-------- SOURCE DATA --------

//! Book sources: object-storage fetch and chapter extraction.
//!
//! - [`HttpObjectStore`] resolves `s3://bucket/key` locators over HTTP
//! - [`ChapterHeadingExtractor`] splits plain text into chapters by heading

mod extractor;
mod object_store;

pub use extractor::{ChapterHeadingExtractor, split_chapters};
pub use object_store::{HttpObjectStore, ObjectStoreOptions};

--------

◆ YOUR ASSIGNMENT: Begin with the line that contains "locators over HTTP" and set down each line exactly until the records above end, including the final line.

◆ RESPONSE BOX:
//! - [`HttpObjectStore`] resolves `s3://bucket/key` locators over HTTP
//! - [`ChapterHeadingExtractor`] splits plain text into chapters by heading

mod extractor;
mod object_store;

pub use extractor::{ChapterHeadingExtractor, split_chapters};
pub use object_store::{HttpObjectStore, ObjectStoreOptions};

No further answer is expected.